14日、Jリーグ1部の浦和レッズは埼玉スタジアムで行われるAFCチャンピオンズリーグ(ACL)決勝第2戦でセパハン(イラン)と対戦する。敵地での第1戦を1−1で引き分けた浦和は第2戦で勝利、もしくはスコアレスドローの結果を残せば、大会初制覇が決まる。
 初優勝か、それとも決勝で涙をのむのか。泣いても笑っても、浦和の8ヶ月という長きに渡る戦いに終止符が打たれようとしている。

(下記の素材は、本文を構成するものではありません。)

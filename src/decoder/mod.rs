//! The decoder abstraction and its built-in implementations.
//!
//! A [`Decoder`] pairs an applicability predicate with a byte transform. The
//! pipeline scans the registered decoders in registration order and runs the
//! first one that applies; decoders are not chained (see [`select`]).

use crate::context::RequestContext;
use crate::error::BodyError;
use bytes::Bytes;

mod form;
mod gzip;
mod json;

pub use form::FormUrlEncodedDecoder;
pub use gzip::GzipDecoder;
pub use json::JsonDecoder;

/// A conditional request body rewrite.
///
/// `applies` inspects request headers only; `decode` receives the buffered
/// body and may also adjust headers to describe the decoded representation
/// (the gzip decoder removes `content-encoding`, for example).
pub trait Decoder: Send + Sync {
    fn applies(&self, ctx: &RequestContext) -> bool;

    fn decode(&self, ctx: &mut RequestContext, data: Bytes) -> Result<Bytes, BodyError>;
}

struct FnDecoder<A, D> {
    applies: A,
    decode: D,
}

impl<A, D> Decoder for FnDecoder<A, D>
where
    A: Fn(&RequestContext) -> bool + Send + Sync,
    D: Fn(&mut RequestContext, Bytes) -> Result<Bytes, BodyError> + Send + Sync,
{
    fn applies(&self, ctx: &RequestContext) -> bool {
        (self.applies)(ctx)
    }

    fn decode(&self, ctx: &mut RequestContext, data: Bytes) -> Result<Bytes, BodyError> {
        (self.decode)(ctx, data)
    }
}

/// Builds a [`Decoder`] from a pair of closures.
pub fn decoder_fn<A, D>(applies: A, decode: D) -> impl Decoder
where
    A: Fn(&RequestContext) -> bool + Send + Sync,
    D: Fn(&mut RequestContext, Bytes) -> Result<Bytes, BodyError> + Send + Sync,
{
    FnDecoder { applies, decode }
}

/// Picks the first decoder in registration order whose predicate matches.
///
/// At most one decoder runs per request, even when several would apply; a
/// request that is both gzip-encoded and declares a JSON content type is only
/// handled by whichever of the two was registered first.
pub(crate) fn select<'a>(decoders: &'a [Box<dyn Decoder>], ctx: &RequestContext) -> Option<&'a dyn Decoder> {
    decoders.iter().find(|decoder| decoder.applies(ctx)).map(AsRef::as_ref)
}

/// The first `;`-delimited field of the content-type header.
pub(crate) fn media_type(ctx: &RequestContext) -> Option<&str> {
    ctx.content_type()?.split(';').next()
}
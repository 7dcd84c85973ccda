use crate::context::RequestContext;
use crate::decoder::{media_type, Decoder};
use crate::error::BodyError;
use bytes::Bytes;
use serde_json::{Map, Value};

/// Transcodes `application/x-www-form-urlencoded` bodies to JSON object text.
///
/// Values are percent-decoded and grouped by key: a key seen once maps to a
/// JSON string, a key seen more than once maps to an array of strings in
/// encounter order. Object keys appear in first-seen order.
#[derive(Debug, Default, Clone, Copy)]
pub struct FormUrlEncodedDecoder;

impl Decoder for FormUrlEncodedDecoder {
    fn applies(&self, ctx: &RequestContext) -> bool {
        media_type(ctx) == Some(mime::APPLICATION_WWW_FORM_URLENCODED.as_ref())
    }

    fn decode(&self, _ctx: &mut RequestContext, data: Bytes) -> Result<Bytes, BodyError> {
        let pairs: Vec<(String, String)> = serde_urlencoded::from_bytes(&data)?;

        let mut grouped: Vec<(String, Vec<String>)> = Vec::new();
        for (key, value) in pairs {
            match grouped.iter_mut().find(|(seen, _)| *seen == key) {
                Some((_, values)) => values.push(value),
                None => grouped.push((key, vec![value])),
            }
        }

        let mut object = Map::with_capacity(grouped.len());
        for (key, mut values) in grouped {
            let value = if values.len() == 1 {
                Value::String(values.remove(0))
            } else {
                Value::Array(values.into_iter().map(Value::String).collect())
            };
            object.insert(key, value);
        }

        Ok(Bytes::from(Value::Object(object).to_string()))
    }
}
//! Size-bounded request body reading.
//!
//! [`LimitedBody`] wraps a raw body stream and enforces a byte ceiling while a
//! plain read-to-completion loop drains it. The source length does not need to
//! be known up front (it may be a chunked transfer of unbounded length); the
//! wrapper counts bytes as they are produced and fails deterministically once
//! the count passes the limit.

use crate::error::BodyError;
use bytes::Bytes;
use http_body::{Body, Frame};
use pin_project_lite::pin_project;
use std::fmt;
use std::io;
use std::pin::Pin;
use std::task::{ready, Context, Poll};

pin_project! {
    /// A body wrapper that never yields more than `limit` bytes of data.
    ///
    /// A data frame that would push the running total past the limit is
    /// truncated to the remaining budget; after that every poll returns the
    /// same [`BodyError::TooLarge`] without touching the inner stream. The
    /// reported size is the byte count the inner stream had produced when the
    /// limit was crossed. Dropping the wrapper drops the inner stream.
    pub struct LimitedBody<B> {
        #[pin]
        inner: B,
        limit: usize,
        state: State,
    }
}

#[derive(Debug, Clone, Copy)]
enum State {
    Active { received: usize },
    Exhausted { size: usize },
}

impl<B> LimitedBody<B> {
    pub fn new(inner: B, limit: usize) -> Self {
        Self { inner, limit, state: State::Active { received: 0 } }
    }
}

impl<B> Body for LimitedBody<B>
where
    B: Body<Data = Bytes, Error = io::Error>,
{
    type Data = Bytes;
    type Error = BodyError;

    fn poll_frame(self: Pin<&mut Self>, cx: &mut Context<'_>) -> Poll<Option<Result<Frame<Self::Data>, Self::Error>>> {
        let this = self.project();

        let seen = match *this.state {
            State::Exhausted { size } => {
                return Poll::Ready(Some(Err(BodyError::too_large(size, *this.limit))));
            }
            State::Active { received } => received,
        };

        match ready!(this.inner.poll_frame(cx)) {
            Some(Ok(frame)) => {
                let data = match frame.into_data() {
                    Ok(data) => data,
                    // trailer frames carry no payload bytes
                    Err(frame) => return Poll::Ready(Some(Ok(frame))),
                };

                let budget = *this.limit - seen;
                let total = seen + data.len();

                if data.len() <= budget {
                    *this.state = State::Active { received: total };
                    return Poll::Ready(Some(Ok(Frame::data(data))));
                }

                *this.state = State::Exhausted { size: total };
                if budget == 0 {
                    Poll::Ready(Some(Err(BodyError::too_large(total, *this.limit))))
                } else {
                    Poll::Ready(Some(Ok(Frame::data(data.slice(..budget)))))
                }
            }
            Some(Err(e)) => Poll::Ready(Some(Err(BodyError::from(e)))),
            None => Poll::Ready(None),
        }
    }

    fn is_end_stream(&self) -> bool {
        match self.state {
            State::Active { .. } => self.inner.is_end_stream(),
            State::Exhausted { .. } => false,
        }
    }
}

impl<B> fmt::Debug for LimitedBody<B> {
    fn fmt(&self, f: &mut fmt::Formatter<'_>) -> fmt::Result {
        f.debug_struct("LimitedBody")
            .field("limit", &self.limit)
            .field("state", &self.state)
            .finish_non_exhaustive()
    }
}
//! Request body decoding middleware for asynchronous HTTP servers.
//!
//! This crate reads an inbound request body under a hard size bound and runs it
//! through at most one content-specific decoder (gzip decompression, JSON
//! structural validation, urlencoded-to-JSON transcoding) before handing the
//! decoded bytes to the next handler. It is host-agnostic: the server framework
//! supplies a [`RequestContext`] and a [`Next`] continuation, the parser fills
//! the decoded body slot and forwards, or returns a classified [`BodyError`].
//!
//! # Example
//!
//! ```no_run
//! use body_parser::{BodyParser, BoxError, Next, RequestContext};
//! use bytes::Bytes;
//! use http::{HeaderMap, Method};
//! use http_body_util::{BodyExt, Full};
//!
//! struct Application;
//!
//! #[async_trait::async_trait]
//! impl Next for Application {
//!     async fn run(&mut self, ctx: &mut RequestContext) -> Result<(), BoxError> {
//!         println!("decoded body: {:?}", ctx.request_body());
//!         Ok(())
//!     }
//! }
//!
//! #[tokio::main]
//! async fn main() -> Result<(), BoxError> {
//!     let parser = BodyParser::with_defaults();
//!
//!     let mut headers = HeaderMap::new();
//!     headers.insert(http::header::CONTENT_TYPE, "application/json".parse()?);
//!     let body = Full::new(Bytes::from_static(b"{\"name\":\"zava\"}")).map_err(std::io::Error::other);
//!     let mut ctx = RequestContext::new(Method::POST, headers, body);
//!
//!     parser.handle(&mut ctx, Application).await
//! }
//! ```

mod context;
mod error;
mod limit;
mod parser;

pub mod decoder;

pub use context::RequestContext;
pub use error::{BodyError, ERROR_CATEGORY};
pub use limit::LimitedBody;
pub use parser::{
    json_content_type, json_or_form_content_type, BodyParser, BodyParserBuilder, BoxError, Next,
    DEFAULT_BODY_LIMIT,
};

 浦和は第1戦でアウェーゴールを奪って引き分けたことで、有利な状態で第2戦に臨む。ディフェンスリーダーのDF闘莉王の復帰は好材料。さらに埼玉スタジアムでは5万人を超える大観衆が選手の背中を押す。

 一方で、不安材料も少なくない。ACLとリーグ戦を並行して戦ってきた選手の疲労はピークに達そうとしている。第1戦はクラブ史上初の中東でのアウェー戦。長距離の移動、日本との気候の違いは少なからず負担になったはずだ。

 加えて、リーグ戦も優勝を狙っているため、11日の第31節・川崎戦は7日のACL決勝第1戦と同じベストメンバーで臨んだ。腰痛を抱えるDF阿部をはじめ、主力選手のコンディションが不安視される。

<アウェーゴールを許すな>

 今回のゲームは、まず守備ありきである。スコアレスドローでは優勝を逃すセパハンは攻撃的に臨んでくるだろう。アウェーゴールは絶対に許してはいけない。仮に先制点を許せば、逆に浦和が窮地に立たされる。どれだけ慎重に、かつ集中力を高めて90分を守りぬくことができるか。

 特に1対1の対応は粘り強さを見せたい。第1戦でゴールを記録した相手のエースFWカリミには闘莉王が、司令塔MFナビドキアにはMF鈴木が主に対応する。先の川崎戦では、MF長谷部がサイドで振り切られて失点した。いかに気合が入っていても、疲労で体がついていかない時期にさしかかっている。今季J1最少26失点の堅守の真価が問われる時だ。

 忘れてはいけないのは、城南一和との準決勝である。第1戦が2−2で迎えた第2戦(ホーム)、前半に先制した浦和は後半の最初の時間帯に試合を決定づける2点目を奪うべく前がかりになった。そこで、城南に2点を獲られて、逆に敗退の危機に追い込まれた。その後、長谷部のゴールですぐさま同点に追いついたが、1−2のまま敗れていてもおかしくはなかった。今回のゲームでは可能な限りリスクが少ない試合運びをしたいところだ。

 そして、少ないチャンスをいかにモノにすることができるか。第1戦で貴重な先制点を叩き出し、今大会チーム最多の4得点を挙げているMFポンテを中心に、準決勝第2戦で目の覚めるような先制弾を決めたFWワシントンや決勝トーナメントに入ってホームで2試合連発のMF長谷部などに決定的な仕事を求めたい。

 ここまでの大会11試合で浦和は無敗を続けている。すなわち、優勝すれば無敗での大会制覇となる。今までチームを支え続けてきた熱狂的なサポーターとともに、有終の美を飾りたいところだ。